Your output should be the entries below, from the first line up to and including the line with "let state = if", reproduced exactly and with no other lines.

Provided information:
*** Block opens ***

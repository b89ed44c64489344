// SPDX-License-Identifier: MIT OR Apache-2.0

use std::{
    ffi::OsStr,
    fmt,
    path::{Path, PathBuf},
};

use serde::Serialize;

use crate::paths;

#[derive(Debug, Clone, PartialEq, Eq, Serialize)]
pub struct LocationCheck {
    pub path: PathBuf,
    pub exists: bool,
}

/// where the managed tool was (or was not) found on this machine.
#[derive(Debug, Clone, PartialEq, Eq, Serialize)]
pub struct LocationReport {
    pub tool: String,
    pub checked: Vec<LocationCheck>,
    pub on_path: Option<PathBuf>,
}

impl LocationReport {
    pub fn is_installed(&self) -> bool {
        self.on_path.is_some() || self.checked.iter().any(|c| c.exists)
    }
}

impl fmt::Display for LocationReport {
    fn fmt(&self, f: &mut fmt::Formatter<'_>) -> fmt::Result {
        writeln!(f, "Checking for {} in common locations:", self.tool)?;
        for check in &self.checked {
            let state = if check.exists { "FOUND" } else { "Not found" };
            writeln!(f, "{state}: {}", check.path.display())?;
        }

        writeln!(f)?;
        match &self.on_path {
            Some(path) => writeln!(f, "{} found in PATH: {}", self.tool, path.display()),
            None => writeln!(f, "{} NOT found in PATH", self.tool),
        }
    }
}

/// checks the well-known install directories and PATH for the tool.
pub fn locate_tool(tool: &str) -> LocationReport {
    let checked = paths::tool_data_dirs(tool)
        .into_iter()
        .map(|path| LocationCheck {
            exists: path.exists(),
            path,
        })
        .collect();

    let on_path = std::env::var_os("PATH").and_then(|p| find_in_path_list(tool, &p));

    if on_path.is_none() {
        log::debug!("**discovery:** {tool} not found in PATH");
    }

    LocationReport {
        tool: tool.to_string(),
        checked,
        on_path,
    }
}

fn executable_name(tool: &str) -> String {
    if cfg!(windows) {
        format!("{tool}.exe")
    } else {
        tool.to_string()
    }
}

/// searches a PATH-style list for the tool's executable.
pub(crate) fn find_in_path_list(tool: &str, path_list: &OsStr) -> Option<PathBuf> {
    let name = executable_name(tool);
    std::env::split_paths(path_list)
        .map(|dir| dir.join(&name))
        .find(|candidate| is_executable(candidate))
}

fn is_executable(path: &Path) -> bool {
    let Ok(metadata) = path.metadata() else {
        return false;
    };

    #[cfg(unix)]
    {
        use std::os::unix::fs::PermissionsExt;
        metadata.is_file() && metadata.permissions().mode() & 0o111 != 0
    }

    #[cfg(not(unix))]
    {
        metadata.is_file()
    }
}

#[cfg(test)]
mod tests {
    use std::{env, fs};

    use super::*;

    fn scratch_dir(name: &str) -> PathBuf {
        let dir = env::temp_dir().join(format!(
            "spicetify-installer-test-{name}-{}",
            std::process::id()
        ));
        let _ = fs::remove_dir_all(&dir);
        fs::create_dir_all(&dir).unwrap();
        dir
    }

    #[test]
    fn test_find_in_path_list() {
        let empty = scratch_dir("empty");
        let bin = scratch_dir("bin");
        let exe = bin.join(executable_name("faketool"));
        fs::write(&exe, "#!/bin/sh\n").unwrap();

        #[cfg(unix)]
        {
            use std::os::unix::fs::PermissionsExt;
            fs::set_permissions(&exe, fs::Permissions::from_mode(0o755)).unwrap();
        }

        let list = env::join_paths([&empty, &bin]).unwrap();
        assert_eq!(find_in_path_list("faketool", &list), Some(exe));
        assert_eq!(find_in_path_list("othertool", &list), None);

        fs::remove_dir_all(&empty).ok();
        fs::remove_dir_all(&bin).ok();
    }

    #[cfg(unix)]
    #[test]
    fn test_non_executable_file_is_skipped() {
        let bin = scratch_dir("noexec");
        fs::write(bin.join("faketool"), "data").unwrap();

        let list = env::join_paths([&bin]).unwrap();
        assert_eq!(find_in_path_list("faketool", &list), None);

        fs::remove_dir_all(&bin).ok();
    }

    #[test]
    fn test_report_display() {
        let report = LocationReport {
            tool: "spicetify".to_string(),
            checked: vec![
                LocationCheck {
                    path: PathBuf::from("/a"),
                    exists: true,
                },
                LocationCheck {
                    path: PathBuf::from("/b"),
                    exists: false,
                },
            ],
            on_path: None,
        };

        let text = report.to_string();
        assert!(text.contains("FOUND: /a"));
        assert!(text.contains("Not found: /b"));
        assert!(text.contains("spicetify NOT found in PATH"));
        assert!(report.is_installed());
    }
}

*** Block closes ***

Answer section:
repository b89ed44c64489344
// SPDX-License-Identifier: MIT OR Apache-2.0

use std::{
    ffi::OsStr,
    fmt,
    path::{Path, PathBuf},
};

use serde::Serialize;

use crate::paths;

#[derive(Debug, Clone, PartialEq, Eq, Serialize)]
pub struct LocationCheck {
    pub path: PathBuf,
    pub exists: bool,
}

/// where the managed tool was (or was not) found on this machine.
#[derive(Debug, Clone, PartialEq, Eq, Serialize)]
pub struct LocationReport {
    pub tool: String,
    pub checked: Vec<LocationCheck>,
    pub on_path: Option<PathBuf>,
}

impl LocationReport {
    pub fn is_installed(&self) -> bool {
        self.on_path.is_some() || self.checked.iter().any(|c| c.exists)
    }
}

impl fmt::Display for LocationReport {
    fn fmt(&self, f: &mut fmt::Formatter<'_>) -> fmt::Result {
        writeln!(f, "Checking for {} in common locations:", self.tool)?;
        for check in &self.checked {
            let state = if check.exists { "FOUND" } else { "Not found" };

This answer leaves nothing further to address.